Records from a dataset:
-*-

//! Colored output helpers for CLI
//!
//! Provides consistent, colored terminal output for the copyedit CLI.

use owo_colors::OwoColorize;

/// Output style configuration
pub struct Output {
    /// Whether to use colored output
    pub colored: bool,
}

impl Default for Output {
    fn default() -> Self {
        Self::new()
    }
}

impl Output {
    /// Create a new output helper with colors enabled
    pub fn new() -> Self {
        Self { colored: true }
    }

    /// Create a new output helper with colors disabled
    pub fn no_color() -> Self {
        Self { colored: false }
    }

    /// Print the name and version line
    pub fn banner(&self) {
        if self.colored {
            println!(
                "\n  {} {}\n",
                "copyedit".bright_cyan().bold(),
                format!("v{}", env!("CARGO_PKG_VERSION")).dimmed()
            );
        } else {
            println!("\n  copyedit v{}\n", env!("CARGO_PKG_VERSION"));
        }
    }

    /// Print a success message with a checkmark
    pub fn success(&self, message: &str) {
        if self.colored {
            println!("  {} {}", "✓".green().bold(), message.green());
        } else {
            println!("  [OK] {}", message);
        }
    }

    /// Print an info message
    pub fn info(&self, message: &str) {
        if self.colored {
            println!("  {} {}", "•".blue(), message);
        } else {
            println!("  [INFO] {}", message);
        }
    }

    /// Print a warning message
    pub fn warning(&self, message: &str) {
        if self.colored {
            println!("  {} {}", "⚠".yellow().bold(), message.yellow());
        } else {
            println!("  [WARN] {}", message);
        }
    }

    /// Print an error message
    pub fn error(&self, message: &str) {
        if self.colored {
            eprintln!("  {} {}", "✗".red().bold(), message.red());
        } else {
            eprintln!("  [ERROR] {}", message);
        }
    }

    /// Print chunk progress, e.g. `[2/5] 40%`
    pub fn progress(&self, completed: usize, total: usize, percent: f64) {
        if self.colored {
            println!(
                "  {} {}",
                format!("[{}/{}]", completed, total).dimmed(),
                format!("{:.0}%", percent).bright_white()
            );
        } else {
            println!("  [{}/{}] {:.0}%", completed, total, percent);
        }
    }

    /// Print a file creation message
    pub fn created(&self, file_type: &str, path: &str) {
        if self.colored {
            println!(
                "  {} {} {}",
                "✓".green().bold(),
                file_type.dimmed(),
                path.bright_white()
            );
        } else {
            println!("  [CREATED] {} {}", file_type, path);
        }
    }

    /// Print a file skipped message
    pub fn skipped(&self, path: &str, reason: &str) {
        if self.colored {
            println!(
                "  {} {} {}",
                "○".yellow(),
                path.dimmed(),
                format!("({})", reason).yellow()
            );
        } else {
            println!("  [SKIPPED] {} ({})", path, reason);
        }
    }

    /// Print a header for a section
    pub fn header(&self, title: &str) {
        if self.colored {
            println!("\n  {}", title.bright_white().bold().underline());
        } else {
            println!("\n  === {} ===", title);
        }
    }

    /// Print a key-value pair
    pub fn kv(&self, key: &str, value: &str) {
        if self.colored {
            println!("    {}: {}", key.dimmed(), value.bright_white());
        } else {
            println!("    {}: {}", key, value);
        }
    }

    /// Print a hint/tip message
    pub fn hint(&self, message: &str) {
        if self.colored {
            println!("\n  {} {}", "💡".dimmed(), message.dimmed().italic());
        } else {
            println!("\n  [TIP] {}", message);
        }
    }

    /// Print a command suggestion
    pub fn command(&self, cmd: &str) {
        if self.colored {
            println!("     {}", format!("$ {}", cmd).bright_cyan());
        } else {
            println!("     $ {}", cmd);
        }
    }
}
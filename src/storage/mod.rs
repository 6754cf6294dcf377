//! Output artifact storage
//!
//! A run's edited text lands in a single well-known file,
//! `{output_dir}/edited.txt`. Runs write into a temporary file in the same
//! directory and rename it into place only once every chunk succeeded, so the
//! last good result survives a failed or cancelled run.

use crate::document::decode_text_lossy;
use crate::types::{AppError, Result};
use std::fs;
use std::io::Write;
use std::path::{Path, PathBuf};
use tempfile::NamedTempFile;
use tracing::debug;

/// File name of the latest edited document
pub const ARTIFACT_FILE_NAME: &str = "edited.txt";

#[derive(Debug, Clone)]
pub struct OutputStore {
    dir: PathBuf,
}

impl OutputStore {
    pub fn new(dir: impl Into<PathBuf>) -> Self {
        Self { dir: dir.into() }
    }

    pub fn dir(&self) -> &Path {
        &self.dir
    }

    pub fn artifact_path(&self) -> PathBuf {
        self.dir.join(ARTIFACT_FILE_NAME)
    }

    pub fn has_artifact(&self) -> bool {
        self.artifact_path().is_file()
    }

    /// Start staging a new artifact.
    pub fn begin(&self) -> Result<StagedArtifact> {
        fs::create_dir_all(&self.dir)?;
        let file = tempfile::Builder::new()
            .prefix(".edited-")
            .suffix(".tmp")
            .tempfile_in(&self.dir)?;

        debug!(path = ?file.path(), "Staging artifact");
        Ok(StagedArtifact {
            file,
            target: self.artifact_path(),
            bytes_written: 0,
        })
    }

    /// Read the latest artifact. Invalid UTF-8 sequences are dropped.
    pub fn read_latest(&self) -> Result<String> {
        let path = self.artifact_path();
        let bytes = fs::read(&path).map_err(|e| match e.kind() {
            std::io::ErrorKind::NotFound => {
                AppError::NotFound("No edited document yet; run an edit first".to_string())
            }
            _ => AppError::Storage(format!("Failed to read {}: {}", path.display(), e)),
        })?;
        Ok(decode_text_lossy(&bytes))
    }
}

/// An artifact being written. Dropping it without [`commit`](Self::commit)
/// deletes the temporary file and leaves the previous artifact untouched.
pub struct StagedArtifact {
    file: NamedTempFile,
    target: PathBuf,
    bytes_written: usize,
}

impl StagedArtifact {
    /// Append text and flush it to disk.
    pub fn append(&mut self, text: &str) -> Result<()> {
        self.file.write_all(text.as_bytes())?;
        self.file.flush()?;
        self.bytes_written += text.len();
        Ok(())
    }

    pub fn bytes_written(&self) -> usize {
        self.bytes_written
    }

    /// Atomically replace the artifact with the staged content.
    pub fn commit(self) -> Result<PathBuf> {
        self.file.as_file().sync_all()?;
        self.file
            .persist(&self.target)
            .map_err(|e| AppError::Storage(format!("Failed to publish artifact: {}", e.error)))?;
        Ok(self.target)
    }
}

-*-

Copy out every line of the records that the string "value" appears in.

EXERCISE RESULT:
    /// Print a key-value pair
    pub fn kv(&self, key: &str, value: &str) {
            println!("    {}: {}", key.dimmed(), value.bright_white());
            println!("    {}: {}", key, value);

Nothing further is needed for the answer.